Emergenza COVID-19
3 Maggio 2020

Il ruolo fondamentale degli hospice care

Intervista al professor Mario Romano dall’Ospedale Humanitas Gavazzeni di Bergamo

Liberare posti letto, garantire un’adeguata assistenza ai pazienti più fragili e contenere il contagio: è questo il ruolo fondamentale degli hospice care, come quello allestito a Bergamo da CBM e Humanitas. Ce ne ha parlato il professor Mario Romano, oculista e direttore del dipartimento di oftalmologia dell’Ospedale Humanitas Gavazzeni di Bergamo e professore associato presso Humanitas University, che da settimane opera nell’emergenza COVID-19.

L’intervento di CBM in Italia

A Bergamo, una delle province più colpite, abbiamo allestito con Humanitas un hospice care, un centro di degenza per la quarantena, per assistere le persone più fragili, gli anziani e le persone con disabilità, guarite da COVID-19 ma ancora positive.

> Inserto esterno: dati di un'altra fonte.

//! Catalog service: metadata lookup, listing, deletion and URL building.

use std::sync::Arc;

use imagestore_core::constants::{DEFAULT_PAGE_SIZE, MAX_PAGE_SIZE};
use imagestore_core::{image_url, AppError, ImageView, OwnerId};
use imagestore_db::{ImageIndex, IndexError};
use imagestore_storage::{ImageStore, StorageError};
use serde::{Deserialize, Serialize};
use uuid::Uuid;

#[derive(Debug, thiserror::Error)]
pub enum CatalogError {
    #[error("Image not found")]
    NotFound(Uuid),

    #[error("Image {0} belongs to another user")]
    Forbidden(Uuid),

    #[error("Invalid page token: {0:?}")]
    InvalidPageToken(String),

    #[error("Image count {0} exceeds the supported range")]
    CountOverflow(i64),

    #[error(transparent)]
    Storage(#[from] StorageError),

    #[error(transparent)]
    Index(IndexError),
}

impl From<IndexError> for CatalogError {
    fn from(err: IndexError) -> Self {
        match err {
            IndexError::NotFound(id) => CatalogError::NotFound(id),
            other => CatalogError::Index(other),
        }
    }
}

impl From<CatalogError> for AppError {
    fn from(err: CatalogError) -> Self {
        match err {
            CatalogError::NotFound(_) => AppError::NotFound(err.to_string()),
            CatalogError::Forbidden(_) => AppError::Forbidden(err.to_string()),
            CatalogError::InvalidPageToken(_) => AppError::InvalidInput(err.to_string()),
            CatalogError::CountOverflow(_) => AppError::Internal(err.to_string()),
            CatalogError::Storage(e) => e.into(),
            CatalogError::Index(e) => e.into(),
        }
    }
}

/// One page of an owner's images, newest first.
#[derive(Debug, Clone, Serialize, Deserialize)]
pub struct ImagePage {
    pub images: Vec<ImageView>,
    /// Offset of the next page; absent on the last page.
    pub next_page_token: Option<String>,
    pub total_count: i32,
}

/// Page size actually used for a requested size: non-positive means the default,
/// anything above the cap is clamped.
pub fn effective_page_size(requested: i64) -> i64 {
    if requested <= 0 {
        DEFAULT_PAGE_SIZE
    } else {
        requested.min(MAX_PAGE_SIZE)
    }
}

/// Page tokens are decimal offsets; an empty or absent token is the first page.
pub fn parse_page_token(token: Option<&str>) -> Result<i64, CatalogError> {
    match token.map(str::trim) {
        None | Some("") => Ok(0),
        Some(raw) => raw
            .parse::<i64>()
            .ok()
            .filter(|offset| *offset >= 0)
            .ok_or_else(|| CatalogError::InvalidPageToken(raw.to_string())),
    }
}

#[derive(Clone)]
pub struct CatalogService {
    store: ImageStore,
    index: Arc<dyn ImageIndex>,
    base_url: String,
}

impl CatalogService {
    pub fn new(store: ImageStore, index: Arc<dyn ImageIndex>, base_url: impl Into<String>) -> Self {
        Self {
            store,
            index,
            base_url: base_url.into(),
        }
    }

    #[tracing::instrument(skip(self), fields(image_id = %id))]
    pub async fn get_metadata(&self, id: Uuid) -> Result<ImageView, CatalogError> {
        let record = self.index.get(id).await?;
        Ok(ImageView::from_record(record, &self.base_url))
    }

    #[tracing::instrument(skip(self), fields(owner = %owner))]
    pub async fn list(
        &self,
        owner: &OwnerId,
        page_size: i64,
        page_token: Option<&str>,
    ) -> Result<ImagePage, CatalogError> {
        let page_size = effective_page_size(page_size);
        let offset = parse_page_token(page_token)?;

        let records = self.index.list(owner, page_size, offset).await?;
        let total = self.index.count(owner).await?;
        let total_count = i32::try_from(total).map_err(|_| CatalogError::CountOverflow(total))?;

        let next_page_token = offset
            .checked_add(page_size)
            .filter(|next| *next < total)
            .map(|next| next.to_string());

        Ok(ImagePage {
            images: records
                .into_iter()
                .map(|record| ImageView::from_record(record, &self.base_url))
                .collect(),
            next_page_token,
            total_count,
        })
    }

    /// Delete an image owned by `owner`.
    ///
    /// The index record goes first; file removal afterwards is best-effort and only
    /// logged on failure.
    #[tracing::instrument(skip(self), fields(image_id = %id, owner = %owner))]
    pub async fn delete(&self, id: Uuid, owner: &OwnerId) -> Result<(), CatalogError> {
        let record = self.index.get(id).await?;
        if &record.owner != owner {
            return Err(CatalogError::Forbidden(id));
        }

        self.index.delete(id).await?;

        if let Err(e) = self
            .store
            .remove(&record.original_relpath, &record.thumbnail_relpath)
            .await
        {
            tracing::warn!(
                error = %e,
                original = %record.original_relpath,
                thumbnail = %record.thumbnail_relpath,
                "Failed to remove image files after index delete"
            );
        }

        tracing::info!("Image deleted");
        Ok(())
    }

    pub fn image_url(&self, id: Uuid, thumbnail: bool) -> String {
        image_url(&self.base_url, id, thumbnail)
    }
}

Il centro è stato operativo dal 6 aprile al 17 maggio e ha ospitato 94 persone che, ancora positive al virus, erano impossibilitate a trascorrere la convalescenza nella propria abitazione perché avevano un familiare immunodepresso o anziano; perché non potevano convivere mantenendo le adeguate distanze; perché erano sole o avevano bisogno di monitorare i parametri sanitari e non erano in grado di farlo autonomamente.  Nel centro di degenza i pazienti hanno ricevuto cure personalizzate, assistenza medico sanitaria e supporto psicologico a distanza, grazie a personale specializzato.  

Grazie all’hospicecare le persone in condizione di maggiore vulnerabilità che non potevano rientrare a casa hanno ricevuto supporto e assistenza in ambiente protetto.